Shutterstock |
Yang mampu hidup sempurna di tengah
kegelapan adalah cahaya, seperti kau lihat dalam gelap malam. Di kota,
lampu-lampu merajalela. Berwarna-warni. Untung jika sesuai dengan selera hati. Kadang
membikin pening. Belum lagi lampu bermata merah. Menjadi semacam saklar, jika
dinyalakan akan terdengar lenguhan kecewa, umpatan, desahan murung. Mungkin itu
semua hanya sumbu bangi nyala amarah. Yang akan segera berkobar jika pengendara sudah saling lempar klakson.
Dari jalan raya kota, roda-roda
tergesa-gesa dicemeti para pengendara. Semua serba tergesa. Seperti zaman kini
yang serba tergesa dan terburu. Ah, apakah zaman yang tak punya keturunan. Yang
hidup sendiri tanpa istri.
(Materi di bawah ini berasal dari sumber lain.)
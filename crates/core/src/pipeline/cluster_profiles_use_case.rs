use std::sync::Arc;

use log::{debug, warn};

use crate::grouping::domain::similarity_scorer::SimilarityScorer;
use crate::shared::frame::Frame;
use crate::store::domain::record::{ExtractionRecord, FeatureSlot};
use crate::store::domain::record_store::RecordStore;

/// What one clustering pass did.
#[derive(Debug, Clone, PartialEq, Eq)]
pub struct ClusterReport {
    pub records_considered: usize,
    pub profiles_created: usize,
    pub records_assigned: usize,
}

/// Use case: group unassigned records into profiles by face similarity.
///
/// The pass walks a creation-order snapshot of unassigned records. Each
/// still-unassigned record founds a new profile and claims every later
/// record whose face scores above the threshold against the founder's face.
/// Claimed records are never revisited, so membership depends on capture
/// order and is deliberately not a transitive closure: a record similar to
/// a claimed member but not to the founder starts its own profile.
///
/// Every assignment is persisted as it happens; interrupting a pass leaves
/// the completed profiles behind, and the next pass continues with whatever
/// is still unassigned.
pub struct ClusterProfilesUseCase {
    store: Arc<dyn RecordStore>,
    scorer: Box<dyn SimilarityScorer>,
}

impl ClusterProfilesUseCase {
    pub fn new(store: Arc<dyn RecordStore>, scorer: Box<dyn SimilarityScorer>) -> Self {
        Self { store, scorer }
    }

    pub fn execute(&self, threshold: f64) -> Result<ClusterReport, Box<dyn std::error::Error>> {
        let snapshot = self.store.list_unassigned()?;
        let faces: Vec<Option<Frame>> = snapshot.iter().map(decode_face).collect();

        let mut assigned = vec![false; snapshot.len()];
        let mut profiles_created = 0usize;
        let mut records_assigned = 0usize;

        for i in 0..snapshot.len() {
            if assigned[i] {
                continue;
            }

            let profile = self.store.create_profile()?;
            self.store.assign_profile(&snapshot[i].id, &profile.id)?;
            assigned[i] = true;
            profiles_created += 1;
            records_assigned += 1;

            // A record without a usable face can't be compared, so its
            // profile stays a singleton.
            let Some(founder_face) = &faces[i] else {
                continue;
            };

            for j in (i + 1)..snapshot.len() {
                if assigned[j] {
                    continue;
                }
                let Some(candidate_face) = &faces[j] else {
                    continue;
                };
                let score = self.scorer.score(founder_face, candidate_face);
                if score > threshold {
                    debug!(
                        "Record {} joins {} (score {score:.3})",
                        snapshot[j].id, profile.name
                    );
                    self.store.assign_profile(&snapshot[j].id, &profile.id)?;
                    assigned[j] = true;
                    records_assigned += 1;
                }
            }
        }

        Ok(ClusterReport {
            records_considered: snapshot.len(),
            profiles_created,
            records_assigned,
        })
    }
}

/// Decode a record's face slot into a frame, if present and readable.
fn decode_face(record: &ExtractionRecord) -> Option<Frame> {
    let bytes = record.slot(FeatureSlot::Face)?;
    match image::load_from_memory(bytes) {
        Ok(img) => Some(Frame::from_rgb_image(&img.to_rgb8(), 0)),
        Err(e) => {
            warn!("Record {} has an undecodable face image: {e}", record.id);
            None
        }
    }
}
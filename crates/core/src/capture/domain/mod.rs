pub mod frame_source;
use std::io::Cursor;

use crossbeam_channel::{bounded, Receiver, Sender, TrySendError};
use image::codecs::jpeg::JpegEncoder;

use crate::shared::frame::Frame;

/// Default JPEG quality for streamed frames.
pub const DEFAULT_JPEG_QUALITY: u8 = 80;

/// Multipart boundary name used in the stream.
pub const BOUNDARY: &str = "frame";

/// Encode one frame as an MJPEG multipart chunk.
///
/// The chunk layout is fixed by the multipart/x-mixed-replace convention:
/// boundary line, part headers, blank line, JPEG bytes, trailing CRLF.
pub fn mjpeg_chunk(frame: &Frame, quality: u8) -> Result<Vec<u8>, Box<dyn std::error::Error>> {
    let img = frame
        .to_rgb_image()
        .ok_or("frame buffer does not match its dimensions")?;

    let mut jpeg = Vec::new();
    JpegEncoder::new_with_quality(&mut Cursor::new(&mut jpeg), quality).encode_image(&img)?;

    let mut chunk =
        Vec::with_capacity(jpeg.len() + BOUNDARY.len() + 48);
    chunk.extend_from_slice(format!("--{BOUNDARY}\r\n").as_bytes());
    chunk.extend_from_slice(b"Content-Type: image/jpeg\r\n\r\n");
    chunk.extend_from_slice(&jpeg);
    chunk.extend_from_slice(b"\r\n");
    Ok(chunk)
}

/// Content type line for an MJPEG response using [`BOUNDARY`].
pub fn content_type() -> String {
    format!("multipart/x-mixed-replace; boundary={BOUNDARY}")
}

/// Hands annotated frames to a consumer, keeping only the newest.
///
/// Capacity is one: when the consumer lags, the stale frame is dropped and
/// replaced, so the stream always shows the live picture instead of
/// building a backlog. A disconnected consumer is not an error; capture
/// continues without presentation.
pub struct FramePublisher {
    tx: Sender<Frame>,
    rx: Receiver<Frame>,
}

impl FramePublisher {
    pub fn channel() -> (FramePublisher, Receiver<Frame>) {
        let (tx, rx) = bounded(1);
        (
            FramePublisher {
                tx,
                rx: rx.clone(),
            },
            rx,
        )
    }

    /// Publish a frame, displacing an unconsumed one.
    pub fn publish(&self, frame: Frame) {
        match self.tx.try_send(frame) {
            Ok(()) => {}
            Err(TrySendError::Full(frame)) => {
                // Pop the stale frame, then retry; if the consumer raced us
                // and the slot refilled, this frame is lost and the next one
                // takes its place.
                let _ = self.rx.try_recv();
                let _ = self.tx.try_send(frame);
            }
            Err(TrySendError::Disconnected(_)) => {}
        }
    }
}
pub mod similarity_scorer;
Yang tak peduli segala polah penghuninya itu
tergesa? Bukankah ia sama saja? Sejak sebelum terlahir nama Adam, sejak sebelum
tersebut picik Iblis, sejak sebelum malaikat mempunyai sayap. Zaman sama saja.
Maka cermati sejarah dari aspal yang kau
lintasi. Cermatkan penglihatanmu! Sebab para pahlawan biasanya berjaga di ujung
jalan. Ada Ir. Sukarno disana. Ada A. Yani berdiri. Ada Jendral Sudirman, kini
tak sudi hormat ia. Kepada negara berisi bangsat. Memilih setia kepada sang
saka.
Kepada pengemis di lampu merah. Lihatlah.
Dari matanya mencuat lembaran-lembaran kenyataan. Janin yang dulu
ditimang-timang dengan janji-janji politik. Sekarang berserak di jalan-jalan. Iba.
Lama-lama menjadi biasa. Hingga kepedulian macam itu punah. Lalu, siapakah
yang kan mengantarnya menikah kelak. Dalam redup kehidupan. Calon penggantin
mereka hanya kesabaran.
Deru-deru kenalpot mengasapi malam. Malam
tak lagi perawan. Gelap dan kelam yang dulu menjadi selaput daranya
koyak-katanya sih oleh zaman. Tempat permenungan raja-raja bijaksana itu sudah
menjual dirinya, kepada-katanya sih zaman. Tak ada lagi raja tersedu diselimuti
kelam karena takut mendapat laknat rakyat. Sebab kebijaksanaannya terlalu
prematur untuk mengayomi.
Jika bukan dalam kelam. Kemana lagi
kau temu wajah tuhan yang bercahaya. Kota oh kota. Kau sembunyikan Tuhan
dimana. Kapankah malam akan menjadi malam lagi. Tanpa lampu bermata merah. Tanpa
luapan amarah. Tanpa aspal-aspal yang menderukan pejalan.
Lalu siapakah ibu dari ketergesaan. Dialah
nafsu yang menjadikan gaji pokok saja terasa kurang. Maka harus kau lintas
lampu bermata merah itu. Dengan was-was. Jangan sampai mimpi-mimpi kandas. Jika
beruntung, kantong-kantongmu akan penuh dengan uang. Dan kau hanya perlu memelihara
kecemasan hingga nafas membatu sebelum sengalmu menjadi irama neraka.